(DATA LISTING Opens)

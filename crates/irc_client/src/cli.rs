//! Command-line surface for `irc-muster-client`, `clap`-derived to match the
//! server's `cli.rs` idiom.

use std::net::Ipv4Addr;
use std::path::PathBuf;

use clap::Parser;

fn parse_port_range(s: &str) -> Result<(u16, u16), String> {
    let (min, max) = s
        .split_once('-')
        .ok_or_else(|| format!("expected MIN-MAX, got `{s}`"))?;
    let min: u16 = min.parse().map_err(|_| format!("bad port: {min}"))?;
    let max: u16 = max.parse().map_err(|_| format!("bad port: {max}"))?;
    if min > max {
        return Err(format!("range start {min} is after end {max}"));
    }
    Ok((min, max))
}

/// irc-muster-client: a Modern-IRC client with DCC file-transfer initiation.
#[derive(Debug, Parser)]
#[command(name = "irc-muster-client", version)]
pub struct Cli {
    /// Server hostname or address to connect to.
    pub hostname: String,

    /// Server port.
    #[arg(short = 'p', long, default_value_t = 6667)]
    pub port: u16,

    /// Nickname to register with.
    #[arg(short = 'n', long)]
    pub nick: String,

    /// Real name (GECOS) sent with USER.
    #[arg(short = 'r', long)]
    pub realname: Option<String>,

    /// Channel to auto-join after registration.
    #[arg(short = 'c', long)]
    pub channel: Option<String>,

    /// CTCP CLIENTINFO text advertised in response to CTCP CLIENTINFO queries.
    #[arg(short = 'C', long)]
    pub ctcp_client_info: Option<String>,

    /// Server connection password (PASS).
    #[arg(short = 's', long)]
    pub server_password: Option<String>,

    /// Number of reconnect attempts after an unexpected disconnect.
    #[arg(short = 'R', long, default_value_t = 0)]
    pub reconnect_attempts: u32,

    /// Ephemeral port range MIN-MAX reserved for direct-connect DCC fallback.
    /// The default rendezvous-through-server DCC flow does not use it.
    #[arg(short = 'P', long, value_parser = parse_port_range, default_value = "49152-65535")]
    pub dcc_port_range: (u16, u16),

    /// Port the server's FileTransferService listens on. Defaults to one
    /// above `--port`, matching the server's own `port`/`file_transfer_port`
    /// default pairing (6667/6668).
    #[arg(long)]
    pub dcc_service_port: Option<u16>,

    /// Log level: trace, debug, info, warn, error.
    #[arg(short = 'l', long, default_value = "info")]
    pub log_level: String,

    /// Write logs to this file instead of stderr.
    #[arg(short = 'L', long)]
    pub log_file: Option<PathBuf>,

    /// Overrides auto-detected public IPv4 address advertised in DCC SEND.
    #[arg(short = 'm', long)]
    pub my_address: Option<Ipv4Addr>,
}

(DATA LISTING Closes)

* _REQUIREMENT_: Repeat the lines above, from the one containing "in DCC SEND." to the final line, word for word and with nothing else.

* _WRITTEN SOLUTION_:
    /// Overrides auto-detected public IPv4 address advertised in DCC SEND.
    #[arg(short = 'm', long)]
    pub my_address: Option<Ipv4Addr>,
}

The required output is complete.